Maltese rejoicings at the narrow escape of Prime Minister Baron Strickland from a would-be-assassin who fired at pointblank range (TIME, June 2) were about to culminate in the singing of a glad Te Deum in St. John's Cathedral at Valletta last week, when suddenly this hymn in praise of God for what he had done was countermanded by Archbishop Caruana.

Among the ignorant rabble a fearful rumor spread: the fact of three misses at close range was the work not of God but of the Devil! An assumption grew that the Death of Baron Strickland would have been sustained with a minimum of sorrow by Archbishop Caruana and his superiors.

Simultaneously in London the British Foreign Office released a Blue Book, laid bare a long and acrimonious correspondence between Foreign Minister Arthur Henderson and the Papal Secretary of State. The Government of His Majesty George V announce in this denouement their considered opinion that the representatives of the Papacy in Malta have acted in a manner which "constitutes nothing less than a claim to interfere with the domestic politics of a British colony."

Acts cited include the Pastoral Letter issued early in May by the Archbishops of Malta and Gozo in which they declared that the Government of Malta was "in a state of rebellion against the word of the Pope" and announced that "Catholics, therefore, without committing a grave sin, may not vote for the party of Lord Strickland." As a result of this pastoral the Governor, General Sir John Du Cane, postponed the election indefinitely.

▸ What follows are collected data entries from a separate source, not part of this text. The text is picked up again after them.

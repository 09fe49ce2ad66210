//! OS process control for the daemon
//!
//! Liveness is "the kernel knows this pid" (signal 0). Nothing checks that
//! the pid still belongs to gorund; a recycled pid is indistinguishable
//! from the original process.

use crate::config::schema::DaemonConfig;
use crate::error::{GorunError, GorunResult};
use async_trait::async_trait;
use nix::errno::Errno;
use nix::sys::signal::{kill, Signal};
use nix::unistd::Pid;
use std::ffi::OsString;
use std::fs::File;
use std::path::PathBuf;
use std::process::{Command, Stdio};
use std::time::Duration;
use tracing::{debug, warn};

/// Start, stop and probe a background process
#[async_trait]
pub trait ProcessController: Send + Sync {
    /// Spawn the process with stdout and stderr going to `log`, returning its pid
    fn start(&self, log: File) -> GorunResult<i32>;

    /// Terminate `pid`, waiting for it to exit
    async fn stop(&self, pid: i32) -> GorunResult<()>;

    /// Whether `pid` currently exists
    fn is_alive(&self, pid: i32) -> bool;
}

/// How long to wait between SIGTERM and SIGKILL
#[derive(Debug, Clone, Copy, PartialEq, Eq)]
pub struct StopPolicy {
    /// Delay between liveness polls
    pub poll_interval: Duration,

    /// Polls before escalating to SIGKILL
    pub attempts: u32,
}

impl StopPolicy {
    /// Build from the `[daemon]` config section
    pub fn from_config(config: &DaemonConfig) -> Self {
        Self {
            poll_interval: Duration::from_millis(config.stop_poll_interval_ms),
            attempts: config.stop_attempts,
        }
    }
}

impl Default for StopPolicy {
    fn default() -> Self {
        Self::from_config(&DaemonConfig::default())
    }
}

/// Controls a real OS process spawned from a fixed command line
#[derive(Debug, Clone)]
pub struct OsProcessController {
    program: PathBuf,
    args: Vec<OsString>,
    envs: Vec<(OsString, OsString)>,
    policy: StopPolicy,
}

impl OsProcessController {
    /// Create a controller for `program args...`
    pub fn new<I, S>(program: impl Into<PathBuf>, args: I) -> Self
    where
        I: IntoIterator<Item = S>,
        S: Into<OsString>,
    {
        Self {
            program: program.into(),
            args: args.into_iter().map(Into::into).collect(),
            envs: vec![],
            policy: StopPolicy::default(),
        }
    }

    /// Set an environment variable for the spawned process
    pub fn env(mut self, key: impl Into<OsString>, value: impl Into<OsString>) -> Self {
        self.envs.push((key.into(), value.into()));
        self
    }

    /// Override the SIGTERM → SIGKILL escalation timing
    pub fn with_policy(mut self, policy: StopPolicy) -> Self {
        self.policy = policy;
        self
    }
}

#[async_trait]
impl ProcessController for OsProcessController {
    fn start(&self, log: File) -> GorunResult<i32> {
        let command = self.program.display().to_string();
        let stdout = log
            .try_clone()
            .map_err(|e| GorunError::io("duplicating log file handle", e))?;

        let mut cmd = Command::new(&self.program);
        cmd.args(&self.args)
            .envs(self.envs.iter().map(|(k, v)| (k, v)))
            .stdin(Stdio::null())
            .stdout(stdout)
            .stderr(log);

        // Detach from the terminal's process group so ^C in the launching
        // shell does not reach the daemon
        #[cfg(unix)]
        {
            use std::os::unix::process::CommandExt;
            cmd.process_group(0);
        }

        let child = cmd
            .spawn()
            .map_err(|source| GorunError::SpawnFailed { command, source })?;

        let pid = i32::try_from(child.id())
            .map_err(|_| GorunError::Internal(format!("pid {} out of range", child.id())))?;
        debug!("Spawned {} as pid {}", self.program.display(), pid);
        Ok(pid)
    }

    async fn stop(&self, pid: i32) -> GorunResult<()> {
        if pid <= 0 {
            return Err(GorunError::Internal(format!("refusing to signal pid {}", pid)));
        }

        match kill(Pid::from_raw(pid), Signal::SIGTERM) {
            Ok(()) => {}
            Err(Errno::ESRCH) => {
                warn!("Process {} already exited", pid);
                return Ok(());
            }
            Err(e) => {
                return Err(GorunError::process(
                    format!("sending SIGTERM to {}", pid),
                    e.into(),
                ))
            }
        }

        for _ in 0..self.policy.attempts {
            if !self.is_alive(pid) {
                return Ok(());
            }
            tokio::time::sleep(self.policy.poll_interval).await;
        }

        warn!("Could not stop {} with SIGTERM, sending SIGKILL", pid);
        match kill(Pid::from_raw(pid), Signal::SIGKILL) {
            Ok(()) | Err(Errno::ESRCH) => Ok(()),
            Err(e) => Err(GorunError::process(
                format!("sending SIGKILL to {}", pid),
                e.into(),
            )),
        }
    }

    fn is_alive(&self, pid: i32) -> bool {
        if pid <= 0 {
            return false;
        }
        match kill(Pid::from_raw(pid), None) {
            Ok(()) => true,
            // Exists, but owned by someone else
            Err(Errno::EPERM) => true,
            Err(_) => false,
        }
    }
}

#[cfg(test)]
mod tests {
    use super::*;
    use nix::sys::wait::waitpid;
    use std::time::Instant;
    use tempfile::TempDir;

    /// Reap `pid` so it does not linger as a zombie after it is signalled
    fn reap(pid: i32) -> std::thread::JoinHandle<()> {
        std::thread::spawn(move || {
            while let Err(Errno::EINTR) = waitpid(Pid::from_raw(pid), None) {}
        })
    }

    fn fast_policy() -> StopPolicy {
        StopPolicy {
            poll_interval: Duration::from_millis(20),
            attempts: 10,
        }
    }

    #[test]
    fn default_policy_waits_five_seconds() {
        let policy = StopPolicy::default();
        assert_eq!(policy.poll_interval * policy.attempts, Duration::from_secs(5));
    }

    #[tokio::test]
    async fn start_writes_to_log_and_stops() {
        let dir = TempDir::new().unwrap();
        let log_path = dir.path().join("out.log");
        let log = File::create(&log_path).unwrap();

        let controller = OsProcessController::new("sh", ["-c", "echo hello && sleep 10"]);
        let pid = controller.start(log).unwrap();

        let deadline = Instant::now() + Duration::from_secs(5);
        while std::fs::read_to_string(&log_path).unwrap() != "hello\n" {
            assert!(Instant::now() < deadline, "log never written");
            tokio::time::sleep(Duration::from_millis(10)).await;
        }
        assert!(controller.is_alive(pid));

        let reaper = reap(pid);
        controller.stop(pid).await.unwrap();
        reaper.join().unwrap();

        assert!(!controller.is_alive(pid));
    }

    #[tokio::test]
    async fn stop_escalates_to_sigkill() {
        let dir = TempDir::new().unwrap();
        let log = File::create(dir.path().join("out.log")).unwrap();

        let controller =
            OsProcessController::new("sh", ["-c", "trap '' TERM; echo ready; sleep 30"])
                .with_policy(fast_policy());
        let pid = controller.start(log).unwrap();
        // Give the shell time to install its trap
        tokio::time::sleep(Duration::from_millis(200)).await;

        let reaper = reap(pid);
        controller.stop(pid).await.unwrap();
        reaper.join().unwrap();

        assert!(!controller.is_alive(pid));
    }

    #[tokio::test]
    async fn env_is_passed_to_child() {
        let dir = TempDir::new().unwrap();
        let log_path = dir.path().join("out.log");
        let log = File::create(&log_path).unwrap();

        let controller = OsProcessController::new("sh", ["-c", "echo $GORUN_TEST_VALUE"])
            .env("GORUN_TEST_VALUE", "from-parent");
        let pid = controller.start(log).unwrap();
        reap(pid).join().unwrap();

        assert_eq!(std::fs::read_to_string(&log_path).unwrap(), "from-parent\n");
    }

    #[test]
    fn spawn_failure_is_reported() {
        let dir = TempDir::new().unwrap();
        let log = File::create(dir.path().join("out.log")).unwrap();

        let controller = OsProcessController::new("/nonexistent/gorund", ["run"]);
        let err = controller.start(log).unwrap_err();
        assert!(matches!(err, GorunError::SpawnFailed { .. }));
    }

    #[test]
    fn non_positive_pids_are_never_alive() {
        let controller = OsProcessController::new("true", Vec::<String>::new());
        assert!(!controller.is_alive(0));
        assert!(!controller.is_alive(-1));
    }

    #[test]
    fn current_process_is_alive() {
        let controller = OsProcessController::new("true", Vec::<String>::new());
        assert!(controller.is_alive(std::process::id() as i32));
    }

    #[tokio::test]
    async fn stop_of_exited_process_succeeds() {
        let dir = TempDir::new().unwrap();
        let log = File::create(dir.path().join("out.log")).unwrap();

        let controller = OsProcessController::new("true", Vec::<String>::new());
        let pid = controller.start(log).unwrap();
        reap(pid).join().unwrap();

        assert!(!controller.is_alive(pid));
        controller.stop(pid).await.unwrap();
    }

    #[test]
    fn foreign_process_is_alive() {
        // Signalling init fails with EPERM unless we are root; both mean alive
        let controller = OsProcessController::new("true", Vec::<String>::new());
        assert!(controller.is_alive(1));
    }
}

The act of Baron Strickland which His Holiness apparently considered "disobedience" was to keep on the Island of Malta a pro-British priest who wished to stay there but had been ordered by his pro-Italian Bishop to leave. Nearly all the citizens of Malta are Roman Catholic, but between the pro-British and the pro-Italians cleavage is sharp.

The British Blue Book further shows that in March of this year the Holy See informed His Majesty's Government that they "could not consent to a concordat on Malta so long as Lord Strickland [a Roman Catholic] remained in power." Vexed to the bottom of his stubborn Glasgow soul, Foreign Minister Arthur Henderson made his final reply to Pope Pius XI by withdrawing the British Minister to the Holy See, Henry Getty Chilton.